Antwoord schriftelijke vragen : Antwoord op vragen van het lid Wassenberg over ernstige misstanden op paardenmarkt in Hedel
Vragen van het lid Wassenberg (PvdD) aan de Minister van Landbouw, Natuur en Voedselkwaliteit over ernstige misstanden op paardenmarkt in Hedel (ingezonden 22 november 2018).

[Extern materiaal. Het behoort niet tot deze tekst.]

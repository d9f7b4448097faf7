mod identity;
mod smidge;
mod event;
mod network;
mod reward;
mod duration;
mod query;
mod error;
pub mod layers;

/// Unix time or duration in milliseconds
pub type Millis = i64;
/// Layer index (sequential counter since genesis)
pub type LayerId = u32;
/// Epoch index
pub type EpochId = u32;
/// PoET round index
pub type RoundId = u32;

pub use identity::{Identity, IDENTITY_LEN};
pub use smidge::Smidge;
pub use event::{EligibleLayer, EventDetails, EventKey, EventKind, PoetRegistration, SmesherEvent};
pub use network::{
    NetworkInfo, NetworkParameters, NodeStatus, PoetInfo, PoetParameters, MAX_LAYER_DURATION,
    MAX_POET_OFFSET,
};
pub use reward::{
    reward_for_layer, EligibilitiesByIdentity, Eligibility, Proposal, ProposalsByIdentity, Reward,
    Rewards,
};
pub use duration::parse_duration;
pub use query::{SortOrder, WindowQuery};
pub use error::{Result, SmeshmonError};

Antwoord van Minister Schouten (Landbouw, Natuur en Voedselkwaliteit) (ontvangen 1 februari
2019). Zie ook Aanhangsel Handelingen, vergaderjaar 2018–2019, nr. 988.
Vraag 1
Heeft u kennisgenomen van de videobeelden van de ernstige misstanden op de paardenmarkt
in Hedel op 5 november 2018, waarbij paarden op ruwe wijze werden behandeld, te weinig
water en voer kregen, kort aangebonden stonden en zichtbaar open wonden, gecoupeerde
staarten en misvormde of vergroeide hoeven hadden?1 2
Antwoord 1
Ja.
Vraag 2
Deelt u de mening dat dit overtredingen betreft van de Wet dieren artikel 1.3 lid
3? Zo nee, waarom niet?
Antwoord 2
Houders van paarden zijn verantwoordelijk voor het welzijn van hun dieren tijdens
vervoer naar en verblijf op de markt. Daarnaast dient ook de marktorganisatie zorg
te dragen voor het voorkomen van welzijnsproblemen tijdens het verblijf op de markt.
Daarom zijn in opdracht van de organisatie van de paardenmarkt door dierenartsen controles
uitgevoerd tijdens de aanvoerperiode van de dieren.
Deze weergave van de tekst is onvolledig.